The movie opens, in the 1940s on a young Carl Fredrickson watching his idol, explorer Charles Muntz in a newsreel. Muntz exclaims that he is going to find the beast of Paradise Falls, in South America. Enamored by his idol, young Carl runs into Ellie, who is also a Charles Muntz fan. The next five minutes of the movie are tearjerkers. Over time, Carl and Ellie fall in love, get married, and buy the dilapidated house that was once their childhood clubhouse. They remodeled the house and tried to start a family. However, we find that Ellie cannot conceive. Instead, they focused their efforts on going on vacation to Paradise Falls. Decades fly by and Carl buys Ellie and himself tickets to finally go to Paradise Falls. On the day that Carl would surprise her, Ellie becomes ill and dies.
Then the story slows down to present day where the 70-year-old, crotchety Carl is trying to keep the only thing he feels he can control: his house. When Carl is told that he needs to vacate it, he tethers thousands of balloons to his house through his chimney and takes his childhood keepsake and the memory of his beloved wife on an adventure to Paradise Falls.

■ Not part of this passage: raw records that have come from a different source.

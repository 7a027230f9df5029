//! Method-name tables for LINQ and EF Core operators.

/// Deferred operators: compose the query without running it.
pub const DEFERRED_OPERATORS: &[&str] = &[
    "Where",
    "Select",
    "SelectMany",
    "OrderBy",
    "OrderByDescending",
    "ThenBy",
    "ThenByDescending",
    "GroupBy",
    "Join",
    "GroupJoin",
    "LeftJoin",
    "Skip",
    "Take",
    "SkipWhile",
    "TakeWhile",
    "Distinct",
    "DistinctBy",
    "Union",
    "Concat",
    "Intersect",
    "Except",
    "Reverse",
    "Cast",
    "OfType",
    "DefaultIfEmpty",
    "Include",
    "ThenInclude",
    "AsNoTracking",
    "AsNoTrackingWithIdentityResolution",
    "AsTracking",
    "AsSplitQuery",
    "AsSingleQuery",
    "IgnoreQueryFilters",
    "IgnoreAutoIncludes",
    "TagWith",
    "TagWithCallSite",
    "FromSqlRaw",
    "FromSqlInterpolated",
    "FromSql",
];

/// Calls that pull the results into an in-memory collection.
pub const MATERIALIZING: &[&str] = &["ToList", "ToArray", "ToDictionary", "ToHashSet", "ToLookup"];

/// Calls after which subsequent operators run in memory.
pub const IN_MEMORY_SWITCHES: &[&str] = &[
    "ToList",
    "ToArray",
    "ToDictionary",
    "ToHashSet",
    "ToLookup",
    "AsEnumerable",
];

/// In-memory switches that keep every row as one element, so counting the
/// result counts the rows of the query.
pub const ROW_PRESERVING: &[&str] = &["ToList", "ToArray", "AsEnumerable"];

/// Calls that execute the query and return a scalar or a single element.
pub const TERMINALS: &[&str] = &[
    "First",
    "FirstOrDefault",
    "Single",
    "SingleOrDefault",
    "Last",
    "LastOrDefault",
    "ElementAt",
    "ElementAtOrDefault",
    "Count",
    "LongCount",
    "Any",
    "All",
    "Sum",
    "Min",
    "Max",
    "Average",
    "Contains",
    "Load",
    "ForEach",
    "ExecuteUpdate",
    "ExecuteDelete",
];

/// Terminals that return entities (and so participate in change tracking).
pub const ENTITY_RETURNING: &[&str] = &[
    "ToList",
    "ToArray",
    "ToDictionary",
    "ToHashSet",
    "ToLookup",
    "AsEnumerable",
    "First",
    "FirstOrDefault",
    "Single",
    "SingleOrDefault",
    "Last",
    "LastOrDefault",
    "ElementAt",
    "ElementAtOrDefault",
];

/// Operators whose lambda arguments are translated to SQL.
pub const LAMBDA_OPERATORS: &[&str] = &[
    "Where",
    "Select",
    "SelectMany",
    "OrderBy",
    "OrderByDescending",
    "ThenBy",
    "ThenByDescending",
    "GroupBy",
    "Join",
    "GroupJoin",
    "SkipWhile",
    "TakeWhile",
    "DistinctBy",
    "Include",
    "ThenInclude",
    "First",
    "FirstOrDefault",
    "Single",
    "SingleOrDefault",
    "Last",
    "LastOrDefault",
    "Count",
    "LongCount",
    "Any",
    "All",
    "Sum",
    "Min",
    "Max",
    "Average",
    "ExecuteUpdate",
    "ExecuteDelete",
    "SetProperty",
];

/// Operators whose lambda is a row filter.
pub const FILTER_OPERATORS: &[&str] = &[
    "Where",
    "First",
    "FirstOrDefault",
    "Single",
    "SingleOrDefault",
    "Last",
    "LastOrDefault",
    "Count",
    "LongCount",
    "Any",
    "All",
    "SkipWhile",
    "TakeWhile",
];

/// In-memory operators whose lambda runs once per element.
pub const PER_ITEM_OPERATORS: &[&str] = &[
    "ForEach",
    "Select",
    "SelectMany",
    "Where",
    "Any",
    "All",
    "Sum",
    "Count",
    "ToDictionary",
    "ToLookup",
    "GroupBy",
    "OrderBy",
    "Aggregate",
];

/// Ordering operators.
pub const ORDERING: &[&str] = &["OrderBy", "OrderByDescending"];

/// Tracking-mode markers.
pub const TRACKING_MARKERS: &[&str] = &[
    "AsNoTracking",
    "AsNoTrackingWithIdentityResolution",
    "AsTracking",
];

/// Projection operators (results are not tracked entities).
pub const PROJECTIONS: &[&str] = &["Select", "SelectMany", "GroupBy", "Join", "GroupJoin"];

/// Context calls that write through change tracking.
pub const WRITE_CALLS: &[&str] = &[
    "SaveChanges",
    "Add",
    "AddRange",
    "Update",
    "UpdateRange",
    "Remove",
    "RemoveRange",
    "Attach",
    "AttachRange",
    "Entry",
];

/// Strip the `Async` suffix: `ToListAsync` becomes `ToList`.
pub fn base_name(name: &str) -> &str {
    name.strip_suffix("Async").unwrap_or(name)
}

/// Whether `name` (or its async form) is in `table`.
pub fn is_in(table: &[&str], name: &str) -> bool {
    table.contains(&base_name(name))
}

/// Whether the call executes the query.
pub fn is_executing(name: &str) -> bool {
    is_in(IN_MEMORY_SWITCHES, name) || is_in(TERMINALS, name) || name == "AsAsyncEnumerable"
}
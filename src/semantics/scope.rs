//! Lexical context of a node: the function it runs in, whether it runs in
//! the database (inside a query lambda), and whether it runs repeatedly.

use super::chain::{walk_chain, QueryChain};
use super::methods::{self, LAMBDA_OPERATORS, PER_ITEM_OPERATORS};
use super::syntax::{self, Call, FUNCTION_KINDS, LAMBDA_KINDS, LOOP_KINDS};
use crate::engine::AnalysisContext;
use crate::rules::visitor::ancestors;
use tree_sitter::Node;

/// A lambda whose body is translated to SQL.
#[derive(Debug, Clone)]
pub struct QueryLambda<'t> {
    /// The lambda passed to the query operator.
    pub lambda: Node<'t>,
    /// The operator receiving the lambda (`Where`, `OrderBy`, ...).
    pub operator: Call<'t>,
    /// The operator's chain.
    pub chain: QueryChain<'t>,
    /// Parameters of every lambda between the node and the query lambda.
    pub params: Vec<&'t str>,
}

/// Why a node runs more than once.
#[derive(Debug, Clone)]
pub enum Repetition<'t> {
    /// Body, condition or update clause of a loop statement.
    Loop(Node<'t>),
    /// Lambda of an in-memory per-item operator (`ForEach`, `Select`, ...).
    PerItem { lambda: Node<'t>, operator: Call<'t> },
}

impl<'t> Repetition<'t> {
    pub fn describe(&self) -> String {
        match self {
            Repetition::Loop(node) => match node.kind() {
                "foreach_statement" => "a foreach loop".to_string(),
                "while_statement" => "a while loop".to_string(),
                "do_statement" => "a do-while loop".to_string(),
                _ => "a for loop".to_string(),
            },
            Repetition::PerItem { operator, .. } => format!("a per-item {} callback", operator.name),
        }
    }
}

/// The nearest method, constructor, accessor, local function, lambda or
/// anonymous method around `node`.
pub fn enclosing_function(node: Node<'_>) -> Option<Node<'_>> {
    ancestors(node).find(|a| FUNCTION_KINDS.contains(&a.kind()))
}

pub fn is_async_function(function: Node<'_>, source: &str) -> bool {
    syntax::has_async_modifier(function, source)
}

/// Whether `node` runs directly inside an `async` function.
///
/// A synchronous lambda nested in an async method is not an async context.
pub fn in_async_context(ctx: &AnalysisContext<'_>, node: Node<'_>) -> bool {
    enclosing_function(node).is_some_and(|f| is_async_function(f, ctx.source))
}

/// The call a lambda is passed to as an argument.
pub fn lambda_operator<'t>(ctx: &AnalysisContext<'t>, lambda: Node<'t>) -> Option<Call<'t>> {
    let argument = lambda.parent().filter(|p| p.kind() == "argument")?;
    let arg_list = argument.parent().filter(|p| p.kind() == "argument_list")?;
    let invocation = arg_list.parent()?;
    let call = syntax::as_call(invocation, ctx.source)?;
    call.args.contains(&lambda).then_some(call)
}

/// The query lambda `node` sits in, if any.
///
/// Lambdas nested inside a query lambda (`u.Orders.Any(o => ...)`) belong
/// to it; their parameters are collected too. Stops at the enclosing method.
pub fn enclosing_query_lambda<'t>(ctx: &AnalysisContext<'t>, node: Node<'t>) -> Option<QueryLambda<'t>> {
    let mut params = Vec::new();
    for ancestor in ancestors(node) {
        let kind = ancestor.kind();
        if LAMBDA_KINDS.contains(&kind) {
            params.extend(syntax::lambda_parameters(ancestor, ctx.source));
            if let Some(operator) = lambda_operator(ctx, ancestor) {
                if methods::is_in(LAMBDA_OPERATORS, operator.name) {
                    let chain = walk_chain(ctx, operator.node);
                    if chain.is_server_side_call() {
                        return Some(QueryLambda {
                            lambda: ancestor,
                            operator,
                            chain,
                            params,
                        });
                    }
                }
            }
        } else if FUNCTION_KINDS.contains(&kind) {
            return None;
        }
    }
    None
}

/// Whether `node` runs once per iteration of something.
///
/// The collection expression of a `foreach` and the initializer of a `for`
/// run once. A query lambda ends the search: its body is SQL.
pub fn enclosing_repetition<'t>(ctx: &AnalysisContext<'t>, node: Node<'t>) -> Option<Repetition<'t>> {
    let mut child = node;
    for ancestor in ancestors(node) {
        let kind = ancestor.kind();
        if LOOP_KINDS.contains(&kind) && repeats_child(ancestor, child) {
            return Some(Repetition::Loop(ancestor));
        }
        if LAMBDA_KINDS.contains(&kind) {
            if let Some(operator) = lambda_operator(ctx, ancestor) {
                if methods::is_in(LAMBDA_OPERATORS, operator.name)
                    && walk_chain(ctx, operator.node).is_server_side_call()
                {
                    return None;
                }
                if methods::is_in(PER_ITEM_OPERATORS, operator.name) {
                    return Some(Repetition::PerItem {
                        lambda: ancestor,
                        operator,
                    });
                }
            }
        } else if FUNCTION_KINDS.contains(&kind) {
            return None;
        }
        child = ancestor;
    }
    None
}

fn repeats_child(loop_node: Node<'_>, child: Node<'_>) -> bool {
    let fields: &[&str] = match loop_node.kind() {
        "foreach_statement" => &["body"],
        "for_statement" => &["body", "condition", "update"],
        _ => &["body", "condition"],
    };
    fields.iter().any(|field| {
        let mut cursor = loop_node.walk();
        let found = loop_node
            .children_by_field_name(field, &mut cursor)
            .any(|n| n == child);
        found
    })
}

/// The statement directly inside a block that contains `node`.
pub fn enclosing_statement(node: Node<'_>) -> Option<Node<'_>> {
    std::iter::once(node)
        .chain(ancestors(node))
        .take_while(|n| n.kind() != "compilation_unit")
        .find(|n| n.kind() == "global_statement" || n.parent().is_some_and(|p| p.kind() == "block"))
}

/// The class, record or struct declaring `node`.
pub fn enclosing_type(node: Node<'_>) -> Option<Node<'_>> {
    ancestors(node).find(|a| {
        matches!(
            a.kind(),
            "class_declaration" | "record_declaration" | "struct_declaration"
        )
    })
}
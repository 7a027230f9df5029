//! Rules for expressions inside query lambdas that SQL translation handles
//! badly: functions applied to columns, and calls EF Core cannot translate.

use super::{Diagnostic, Fix, Rule, Severity};
use crate::engine::AnalysisContext;
use crate::fix::rewrite;
use crate::rules::visitor;
use crate::semantics::methods::{self, FILTER_OPERATORS};
use crate::semantics::scope::{self, QueryLambda};
use crate::semantics::syntax::{self, Call};
use std::collections::HashSet;
use tree_sitter::Node;

/// String functions that wrap a column and defeat an index on it.
const COLUMN_FUNCTIONS: &[&str] = &[
    "ToLower",
    "ToUpper",
    "ToLowerInvariant",
    "ToUpperInvariant",
    "Trim",
    "TrimStart",
    "TrimEnd",
];

/// Operators whose lambdas are excluded: EF Core evaluates the top-level
/// projection on the client.
const PROJECTION_OPERATORS: &[&str] = &["Select", "SelectMany"];

/// Detects functions applied to a column inside a query filter.
///
/// `WHERE LOWER(Email) = @p` cannot use an index on `Email`; the database
/// scans the table instead.
///
/// # Example
/// ```csharp
/// // Bad
/// db.Users.Where(u => u.Email.ToLower() == email.ToLower());
///
/// // Good: rely on a case-insensitive collation
/// db.Users.Where(u => u.Email == email);
/// ```
pub struct NonSargablePredicateRule;

impl Rule for NonSargablePredicateRule {
    fn id(&self) -> &'static str {
        "non-sargable-predicate"
    }

    fn name(&self) -> &'static str {
        "Non-Sargable Predicate"
    }

    fn description(&self) -> &'static str {
        "Detects ToLower/ToUpper/Trim applied to a column inside a query filter, which prevents index use"
    }

    fn default_severity(&self) -> Severity {
        Severity::Warning
    }

    fn check(&self, ctx: &AnalysisContext) -> Vec<Diagnostic> {
        let mut diagnostics = Vec::new();

        for &node in ctx.invocations() {
            let Some(call) = syntax::as_call(node, ctx.source) else {
                continue;
            };
            if !call.is_any(COLUMN_FUNCTIONS) {
                continue;
            }
            let Some(column) = call.receiver else {
                continue;
            };
            let Some(query) = scope::enclosing_query_lambda(ctx, node) else {
                continue;
            };
            if !methods::is_in(FILTER_OPERATORS, query.operator.name) {
                continue;
            }
            let rooted_in_row = syntax::unwrap(column).kind() == "member_access_expression"
                && syntax::root_identifier(column, ctx.source)
                    .is_some_and(|root| query.params.contains(&root));
            if !rooted_in_row {
                continue;
            }

            diagnostics.push(
                ctx.diagnostic(
                    self.id(),
                    self.default_severity(),
                    node,
                    format!(
                        "`{}()` on column `{}` inside `{}` prevents index use",
                        call.name,
                        ctx.text(column),
                        query.operator.name
                    ),
                )
                .with_suggestion(
                    "Compare the column directly and use a case-insensitive collation or normalize the stored value",
                ),
            );
        }

        diagnostics
    }
}

/// Detects local or instance method calls, and `StringComparison`
/// overloads, inside a query lambda.
///
/// EF Core cannot translate arbitrary methods; depending on the version it
/// throws or evaluates the whole predicate on the client.
///
/// # Example
/// ```csharp
/// // Bad
/// db.Orders.Where(o => o.CreatedAt > ComputeCutoff());
///
/// // Good: evaluated once, sent as a parameter
/// var computeCutoffValue = ComputeCutoff();
/// db.Orders.Where(o => o.CreatedAt > computeCutoffValue);
/// ```
pub struct UntranslatableMethodInQueryRule;

impl Rule for UntranslatableMethodInQueryRule {
    fn id(&self) -> &'static str {
        "untranslatable-method-in-query"
    }

    fn name(&self) -> &'static str {
        "Untranslatable Method in Query"
    }

    fn description(&self) -> &'static str {
        "Detects local/instance method calls and StringComparison overloads inside LINQ-to-Entities lambdas"
    }

    fn default_severity(&self) -> Severity {
        Severity::Warning
    }

    fn check(&self, ctx: &AnalysisContext) -> Vec<Diagnostic> {
        let mut diagnostics = Vec::new();
        let mut taken_names = HashSet::new();

        for &node in ctx.invocations() {
            let Some(call) = syntax::as_call(node, ctx.source) else {
                continue;
            };
            let Some(reason) = untranslatable_reason(ctx, &call) else {
                continue;
            };
            let Some(query) = scope::enclosing_query_lambda(ctx, node) else {
                continue;
            };
            if methods::is_in(PROJECTION_OPERATORS, query.operator.name) {
                continue;
            }
            if nested_in_untranslatable_call(ctx, node, query.lambda) {
                continue;
            }

            let fix = hoist_fix(ctx, &call, &query, &mut taken_names);
            diagnostics.push(
                ctx.diagnostic(
                    self.id(),
                    self.default_severity(),
                    node,
                    format!(
                        "{reason} inside `{}` cannot be translated to SQL",
                        query.operator.name
                    ),
                )
                .with_suggestion(if fix.is_some() {
                    "Evaluate the call once before the query and pass the result".to_string()
                } else {
                    "Rewrite the expression with translatable members or move it after materialization"
                        .to_string()
                })
                .with_fix(fix),
            );
        }

        diagnostics
    }
}

/// Why `call` cannot be translated, if it cannot.
fn untranslatable_reason(ctx: &AnalysisContext<'_>, call: &Call<'_>) -> Option<String> {
    let receiver = call.receiver.map(syntax::unwrap);
    match receiver {
        None if call.name != "nameof" => return Some(format!("Method `{}`", call.name)),
        Some(r) if r.kind() == "this_expression" => {
            return Some(format!("Instance method `{}`", call.name))
        }
        _ => {}
    }
    call.args
        .iter()
        .any(|arg| is_string_comparison(ctx, *arg))
        .then(|| format!("`{}` with a StringComparison argument", call.name))
}

fn is_string_comparison(ctx: &AnalysisContext<'_>, arg: Node<'_>) -> bool {
    let arg = syntax::unwrap(arg);
    arg.kind() == "member_access_expression"
        && arg
            .child_by_field_name("expression")
            .is_some_and(|e| syntax::type_base_name(ctx.text(e)) == "StringComparison")
}

/// Whether an enclosing call between `node` and `lambda` is reported too.
fn nested_in_untranslatable_call(ctx: &AnalysisContext<'_>, node: Node<'_>, lambda: Node<'_>) -> bool {
    visitor::ancestors(node)
        .take_while(|a| *a != lambda)
        .filter_map(|a| syntax::as_call(a, ctx.source))
        .any(|outer| untranslatable_reason(ctx, &outer).is_some())
}

/// Hoist a row-independent call into a local before the statement.
///
/// The call must not reference anything declared inside that statement:
/// the row parameters, an outer lambda's parameters, or loop and pattern
/// variables, none of which are in scope before it.
fn hoist_fix(
    ctx: &AnalysisContext<'_>,
    call: &Call<'_>,
    query: &QueryLambda<'_>,
    taken_names: &mut HashSet<String>,
) -> Option<Fix> {
    if syntax::references_any(call.node, ctx.source, &query.params) {
        return None;
    }
    let body = syntax::function_body(query.lambda)?;
    if body.kind() == "block" {
        return None;
    }
    let statement = scope::enclosing_statement(query.lambda)?;
    let bound_inside = syntax::declared_names(statement, ctx.source);
    if syntax::references_any(call.node, ctx.source, &bound_inside) {
        return None;
    }

    let base = format!("{}Value", syntax::lower_camel(call.name));
    let name = rewrite::unique_local_name(ctx, &base, taken_names);
    taken_names.insert(name.clone());

    Some(Fix {
        description: format!("Hoist `{}` into `{name}`", call.name),
        replacements: vec![
            rewrite::insert_local_before_statement(ctx, statement, &name, ctx.text(call.node)),
            rewrite::replace_node(ctx, call.node, name.as_str()),
        ],
    })
}
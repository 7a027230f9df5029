//! Raw SQL rules.

use super::{Diagnostic, Fix, Rule, Severity};
use crate::engine::AnalysisContext;
use crate::fix::rewrite;
use crate::semantics::symbols::DeclarationKind;
use crate::semantics::syntax;
use tree_sitter::Node;

/// Raw-SQL methods and their parameterizing counterparts.
const RAW_SQL_METHODS: &[(&str, &str)] = &[
    ("FromSqlRaw", "FromSqlInterpolated"),
    ("ExecuteSqlRaw", "ExecuteSqlInterpolated"),
    ("ExecuteSqlRawAsync", "ExecuteSqlInterpolatedAsync"),
    ("SqlQueryRaw", "SqlQuery"),
];

/// How many locals are followed back to the string they hold.
const MAX_LOCAL_DEPTH: usize = 3;

const STRING_LITERAL_KINDS: &[&str] = &[
    "string_literal",
    "verbatim_string_literal",
    "raw_string_literal",
];

/// How a SQL string was assembled.
#[derive(Debug, Clone, Copy, PartialEq, Eq)]
enum SqlShape {
    Interpolated,
    Concatenated,
    Formatted,
}

impl SqlShape {
    fn describe(self) -> &'static str {
        match self {
            SqlShape::Interpolated => "an interpolated string",
            SqlShape::Concatenated => "a concatenated string",
            SqlShape::Formatted => "a string.Format result",
        }
    }
}

/// Detects raw-SQL APIs given SQL text built from values.
///
/// Values interpolated or concatenated into the SQL string bypass
/// parameterization and allow SQL injection.
///
/// # Example
/// ```csharp
/// // Bad: name is spliced into the SQL text
/// db.Users.FromSqlRaw($"SELECT * FROM Users WHERE Name = '{name}'");
///
/// // Good: name becomes a DbParameter
/// db.Users.FromSqlInterpolated($"SELECT * FROM Users WHERE Name = {name}");
/// ```
pub struct RawSqlInjectionRule;

impl Rule for RawSqlInjectionRule {
    fn id(&self) -> &'static str {
        "raw-sql-injection"
    }

    fn name(&self) -> &'static str {
        "SQL Injection via Raw SQL"
    }

    fn description(&self) -> &'static str {
        "Detects FromSqlRaw/ExecuteSqlRaw/SqlQueryRaw given interpolated, concatenated or formatted SQL"
    }

    fn default_severity(&self) -> Severity {
        Severity::Error
    }

    fn check(&self, ctx: &AnalysisContext) -> Vec<Diagnostic> {
        let mut diagnostics = Vec::new();

        for &node in ctx.invocations() {
            let Some(call) = syntax::as_call(node, ctx.source) else {
                continue;
            };
            let Some(&(_, safe_name)) = RAW_SQL_METHODS.iter().find(|(raw, _)| *raw == call.name) else {
                continue;
            };
            let Some(&sql) = call.args.first() else {
                continue;
            };
            let Some(shape) = sql_shape(ctx, sql, 0) else {
                continue;
            };

            // Only an interpolated string written in place converts safely.
            let direct_interpolation =
                shape == SqlShape::Interpolated && is_interpolated_with_holes(syntax::unwrap(sql));
            let fix = (direct_interpolation && call.args.len() == 1).then(|| Fix {
                description: format!("Use `{safe_name}`"),
                replacements: vec![rewrite::rename_method(ctx, &call, safe_name)],
            });

            diagnostics.push(
                ctx.diagnostic(
                    self.id(),
                    self.default_severity(),
                    node,
                    format!(
                        "`{}` is given {}; values become part of the SQL text",
                        call.name,
                        shape.describe()
                    ),
                )
                .with_suggestion(format!(
                    "Use `{safe_name}` with an interpolated string, or pass values as parameters"
                ))
                .with_fix(fix),
            );
        }

        diagnostics
    }
}

/// Classify a SQL argument; `None` when it is a constant or unknown.
fn sql_shape(ctx: &AnalysisContext<'_>, expr: Node<'_>, depth: usize) -> Option<SqlShape> {
    let expr = syntax::unwrap(expr);
    match expr.kind() {
        "interpolated_string_expression" => {
            is_interpolated_with_holes(expr).then_some(SqlShape::Interpolated)
        }
        "binary_expression" => {
            let op = expr.child_by_field_name("operator").map(|op| ctx.text(op));
            if op != Some("+") {
                return None;
            }
            let mut operands = Vec::new();
            flatten_concatenation(ctx, expr, &mut operands);
            let dynamic = operands.iter().any(|operand| {
                let operand = syntax::unwrap(*operand);
                !STRING_LITERAL_KINDS.contains(&operand.kind())
                    && !(operand.kind() == "interpolated_string_expression"
                        && !is_interpolated_with_holes(operand))
            });
            dynamic.then_some(SqlShape::Concatenated)
        }
        "invocation_expression" => {
            let call = syntax::as_call(expr, ctx.source)?;
            let host = call.receiver.map(|r| ctx.text(r));
            (call.name == "Format" && matches!(host, Some("string" | "String" | "System.String")))
                .then_some(SqlShape::Formatted)
        }
        "identifier" if depth < MAX_LOCAL_DEPTH => {
            let decl = ctx.symbols.lookup(ctx.text(expr), expr.start_byte())?;
            if decl.kind != DeclarationKind::Local {
                return None;
            }
            sql_shape(ctx, decl.initializer?, depth + 1)
        }
        _ => None,
    }
}

fn flatten_concatenation<'t>(ctx: &AnalysisContext<'_>, expr: Node<'t>, out: &mut Vec<Node<'t>>) {
    let expr = syntax::unwrap(expr);
    let is_plus = expr.kind() == "binary_expression"
        && expr.child_by_field_name("operator").map(|op| ctx.text(op)) == Some("+");
    if !is_plus {
        out.push(expr);
        return;
    }
    if let Some(left) = expr.child_by_field_name("left") {
        flatten_concatenation(ctx, left, out);
    }
    if let Some(right) = expr.child_by_field_name("right") {
        flatten_concatenation(ctx, right, out);
    }
}

fn is_interpolated_with_holes(expr: Node<'_>) -> bool {
    if expr.kind() != "interpolated_string_expression" {
        return false;
    }
    let mut cursor = expr.walk();
    let found = expr
        .named_children(&mut cursor)
        .any(|c| c.kind() == "interpolation");
    found
}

In a hilarious turn of events, Carl is met by Russel, a young Wilderness Explorer (think Cub Scout); a large colorful bird that Russel names Kevin; and a talking dog by the name of Dug. There’s also a special appearance by the now very elderly Charles Muntz who is still on the look out for the beast of Paradise Falls.
I love this movie for many reasons. First, the introduction of Carl and Ellie is just beautiful and heart wrenching. What Pixar can achieve with five minutes, music, and top notch animation is astounding. You see all of Carl and Ellie’s life and love for each other in such an earnest way. Then there’s the comedy in this movie. The timing and inflections of each word plus the added animation kept me laughing. The amazing cast were perfect for each part, including newcomer Jordan Nagai who played Russel. Not to mention the colors, animation, and scale of the movie. The creators even went so far as to visit South America to make sure the mesas of Venezuela were animated with accuracy. Also, the score is brilliant with “Ellie’s Theme” being as buoyant as she and the flying house. Listen during the climax and you’ll hear “Ellie’s Theme” and Charles Muntz’s theme battle it out.
Written and directed by Pete Docter and Bob Peterson, with score by Michael Giacchino, this is definitely a must watch for Pixar lovers.